The whole point of dating is to have new experiences, not shack up with the first guy that’s vaguely decent. I don’t need a man to make me happy. I’ve spent most of my life living according to that false narrative, but all that got me was heartache and an abundance of emotional baggage.

No, I’m enough on my own. Though, it’d be nice to have a boyfriend right now to give me a massage. I don’t get touched much these days. At least, not outside of physical therapy.

I shower and take my morning meds, then attempt a few of the exercises the PT gave me for when I’m in pain, but most of them hurt too much to do. Who knew turning your head to the side could be that unpleasant?

Deciding to go the muscle relaxer route, I take one with my coffee and some overnight oats. I’m trying to prep meals for myself on good days so I’ll stop resorting to take out when I don’t feel up to cooking, but it’s hard to find the motivation to stay home at the stove instead of going out and doing something fun when I’m not in pain.

Once I’m medicated and fed, I microwave the heat pad and put on the TENS unit. I decide to transfer my pillow from my bed to my couch for a change of scenery. Maybe if I move around where I lie around like a lump, it’ll help me not feel so pathetic.

My foot gets tangled up in a resistance band that’s dangling out of the basket next to my couch and I stumble to the side, smacking my shin against the corner of my coffee table.

Stupid piece of crap.

Another bruise to add to the collection dotting my pale skin. At least I’ll know where this one came from. That’s the second time I’ve tripped on that band, and I haven’t remembered to use it in a week, so I should put it away. I’m trying to get in better shape, but every time I work out lately, I hurt myself.
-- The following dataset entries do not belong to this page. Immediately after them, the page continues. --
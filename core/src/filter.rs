//! Client-side filtering of the recipe list.
//!
//! Difficulty is an exact match, rating an inclusive lower bound, and the
//! two are combined with AND. Filtering is stable and shares the `Arc`s of
//! the source set rather than copying items.

use std::fmt;
use std::str::FromStr;
use std::sync::Arc;

use crate::error::ParseFilterError;
use crate::presentation::{Difficulty, RecipeItem};

#[derive(Debug, Clone, Copy, Default, PartialEq, Eq, Hash)]
pub enum DifficultyFilter {
    #[default]
    All,
    Easy,
    Medium,
    Hard,
}

impl DifficultyFilter {
    pub const ALL: [DifficultyFilter; 4] = [
        DifficultyFilter::All,
        DifficultyFilter::Easy,
        DifficultyFilter::Medium,
        DifficultyFilter::Hard,
    ];

    pub fn label(&self) -> &'static str {
        match self {
            DifficultyFilter::All => "All",
            DifficultyFilter::Easy => "Easy",
            DifficultyFilter::Medium => "Medium",
            DifficultyFilter::Hard => "Hard",
        }
    }

    /// `None` when every difficulty passes.
    pub fn difficulty(&self) -> Option<Difficulty> {
        match self {
            DifficultyFilter::All => None,
            DifficultyFilter::Easy => Some(Difficulty::Easy),
            DifficultyFilter::Medium => Some(Difficulty::Medium),
            DifficultyFilter::Hard => Some(Difficulty::Hard),
        }
    }

    pub fn matches(&self, difficulty: Difficulty) -> bool {
        self.difficulty().is_none_or(|wanted| wanted == difficulty)
    }
}

impl fmt::Display for DifficultyFilter {
    fn fmt(&self, f: &mut fmt::Formatter<'_>) -> fmt::Result {
        f.pad(self.label())
    }
}

impl FromStr for DifficultyFilter {
    type Err = ParseFilterError;

    fn from_str(s: &str) -> Result<Self, Self::Err> {
        Self::ALL
            .into_iter()
            .find(|f| f.label().eq_ignore_ascii_case(s.trim()))
            .ok_or_else(|| ParseFilterError {
                kind: "difficulty",
                value: s.to_string(),
            })
    }
}

#[derive(Debug, Clone, Copy, Default, PartialEq, Eq, Hash)]
pub enum RatingFilter {
    #[default]
    All,
    OnePlus,
    TwoPlus,
    ThreePlus,
    FourPlus,
}

impl RatingFilter {
    pub const ALL: [RatingFilter; 5] = [
        RatingFilter::All,
        RatingFilter::OnePlus,
        RatingFilter::TwoPlus,
        RatingFilter::ThreePlus,
        RatingFilter::FourPlus,
    ];

    pub fn label(&self) -> &'static str {
        match self {
            RatingFilter::All => "All",
            RatingFilter::OnePlus => "1+",
            RatingFilter::TwoPlus => "2+",
            RatingFilter::ThreePlus => "3+",
            RatingFilter::FourPlus => "4+",
        }
    }

    /// Inclusive minimum rating, `None` when every rating passes.
    pub fn threshold(&self) -> Option<f64> {
        match self {
            RatingFilter::All => None,
            RatingFilter::OnePlus => Some(1.0),
            RatingFilter::TwoPlus => Some(2.0),
            RatingFilter::ThreePlus => Some(3.0),
            RatingFilter::FourPlus => Some(4.0),
        }
    }

    pub fn matches(&self, rating: f64) -> bool {
        self.threshold().is_none_or(|min| rating >= min)
    }
}

impl fmt::Display for RatingFilter {
    fn fmt(&self, f: &mut fmt::Formatter<'_>) -> fmt::Result {
        f.pad(self.label())
    }
}

impl FromStr for RatingFilter {
    type Err = ParseFilterError;

    /// Accepts the display label ("3+") or the bare digit ("3").
    fn from_str(s: &str) -> Result<Self, Self::Err> {
        let s = s.trim();
        Self::ALL
            .into_iter()
            .find(|f| {
                let label = f.label();
                label.eq_ignore_ascii_case(s) || label.strip_suffix('+') == Some(s)
            })
            .ok_or_else(|| ParseFilterError {
                kind: "rating",
                value: s.to_string(),
            })
    }
}

/// The pair of filter choices owned by the list screen.
#[derive(Debug, Clone, Copy, Default, PartialEq, Eq)]
pub struct FilterSelection {
    pub difficulty: DifficultyFilter,
    pub rating: RatingFilter,
}

impl FilterSelection {
    pub fn is_empty(&self) -> bool {
        *self == Self::default()
    }

    pub fn matches(&self, item: &RecipeItem) -> bool {
        self.difficulty.matches(item.difficulty) && self.rating.matches(item.rating)
    }

    pub fn apply(&self, source: &[Arc<RecipeItem>]) -> Vec<Arc<RecipeItem>> {
        source
            .iter()
            .filter(|item| self.matches(item))
            .cloned()
            .collect()
    }
}
//! HTTP client for the recipes API.
//!
//! # Design
//! `ApiClient` holds a `base_url` and a `Transport` and carries no mutable
//! state between calls. A call is split into `build_request` (URL and header
//! construction), the transport round-trip, and `parse_response` (JSON
//! decoding). Status codes are not inspected: a non-2xx body that does not
//! match the expected shape surfaces as `DecodingError`. There is no retry.

use std::future::Future;
use std::sync::Arc;

use serde::de::DeserializeOwned;
use tracing::{debug, warn};
use url::Url;

use crate::config::ClientConfig;
use crate::error::ApiError;
use crate::http::{HttpRequest, HttpResponse, Transport, UreqTransport};
use crate::request::Request;

/// Header name and value sent with every request.
pub const ACCEPT_HEADER: (&str, &str) = ("Accept", "application/json");

/// Performs typed requests. View-models depend on this, not on `ApiClient`.
pub trait ApiService: Send + Sync {
    fn perform_request<T>(
        &self,
        request: &Request<T>,
    ) -> impl Future<Output = Result<T, ApiError>> + Send
    where
        T: DeserializeOwned + Send;
}

impl<S: ApiService> ApiService for Arc<S> {
    fn perform_request<T>(
        &self,
        request: &Request<T>,
    ) -> impl Future<Output = Result<T, ApiError>> + Send
    where
        T: DeserializeOwned + Send,
    {
        (**self).perform_request(request)
    }
}

#[derive(Debug, Clone)]
pub struct ApiClient<X = UreqTransport> {
    base_url: String,
    transport: X,
}

impl ApiClient<UreqTransport> {
    pub fn new(base_url: &str) -> Self {
        Self::with_transport(base_url, UreqTransport::new())
    }

    pub fn from_config(config: &ClientConfig) -> Self {
        Self::new(&config.base_url)
    }
}

impl<X> ApiClient<X> {
    pub fn with_transport(base_url: &str, transport: X) -> Self {
        Self {
            base_url: base_url.trim_end_matches('/').to_string(),
            transport,
        }
    }

    pub fn base_url(&self) -> &str {
        &self.base_url
    }

    /// Resolve `base_url + path`, append query parameters in order, and set
    /// the `Accept` header.
    pub fn build_request<T>(&self, request: &Request<T>) -> Result<HttpRequest, ApiError> {
        let endpoint = format!("{}{}", self.base_url, request.path);
        let mut url = Url::parse(&endpoint).map_err(|_| ApiError::InvalidUrl)?;
        if url.cannot_be_a_base() {
            return Err(ApiError::InvalidUrl);
        }

        if !request.params.is_empty() {
            let mut pairs = url.query_pairs_mut();
            for (key, value) in &request.params {
                pairs.append_pair(key, value);
            }
        }

        Ok(HttpRequest {
            method: request.method,
            url: url.into(),
            headers: vec![(ACCEPT_HEADER.0.to_string(), ACCEPT_HEADER.1.to_string())],
        })
    }

    pub fn parse_response<T: DeserializeOwned>(&self, response: HttpResponse) -> Result<T, ApiError> {
        serde_json::from_str(&response.body).map_err(|e| ApiError::DecodingError(e.to_string()))
    }
}

impl<X: Transport> ApiService for ApiClient<X> {
    async fn perform_request<T>(&self, request: &Request<T>) -> Result<T, ApiError>
    where
        T: DeserializeOwned + Send,
    {
        let http_request = self.build_request(request)?;
        debug!(url = %http_request.url, "performing request");

        let response = self.transport.execute(http_request).await.map_err(|e| {
            warn!(path = %request.path, error = %e, "transport failed");
            ApiError::NetworkError(e.to_string())
        })?;

        self.parse_response(response).inspect_err(|e| {
            warn!(path = %request.path, error = %e, "failed to decode response");
        })
    }
}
Even when I follow the PT’s advice.

I’m getting sick of all the advice. Half the time I do what I’m supposed to, and it makes things worse. My awful doctor wants me to go on a diet. And work out more. But how am I supposed to do that when I can’t turn my head?

At my last visit, I told her about the increased pain and she said I’d feel better if I lost weight. That was a first for me, and though my best friend has bemoaned the treatment she gets because of her size, I was still taken aback and incredibly embarrassed.

Embarrassed and infuriated. Increased pain is the reason why I’ve gained weight in the first place. Turns out that if I can’t go to the gym five times a week, my body doesn’t stay a size six. And I can’t go to the gym five times a week because my neck has decided it hates me.

It sucks. I feel trapped in a no-win scenario, and the person who’s supposed to be my guide to figuring out how to manage the issue doesn’t get it. Which reminds me, I still need to ask around if anyone has a doctor they like. I’m not going back to mine.

I don’t give a shit about being heavier. Going up a few sizes hasn’t done anything to make me feel less attractive. I’ve always loved the way I look, and that hasn’t changed. I’ve got great tits that are even better now. My tummy is soft, with a pooch that looks super cute in tight skirts. I’ve got legs for days and long blonde hair. The only complaint I have is that none of the weight has gone to my butt, but even with my flat ass, I’m hot as fuck.

Though, I’d happily trade good looks for a body that actually works properly.

Too bad cyborg bodies don’t exist yet… maybe I’m tempting the robot uprising, but I’d be the first in line to upload my consciousness out of my pretty, defective meat sack. Hmm, but if I were a cyborg, where would my allegiance lie if it came to man vs. machine?

My wandering thoughts signal that the meds are kicking in. My mind is fuzzy, and I search on my phone for information about transhumanism and the future of cybernetics until I’m too sleepy to keep my eyes open.

Fingers crossed when I wake up, I’ll feel a little better. It looks like we’ve got a long way to go before I get my robot spine.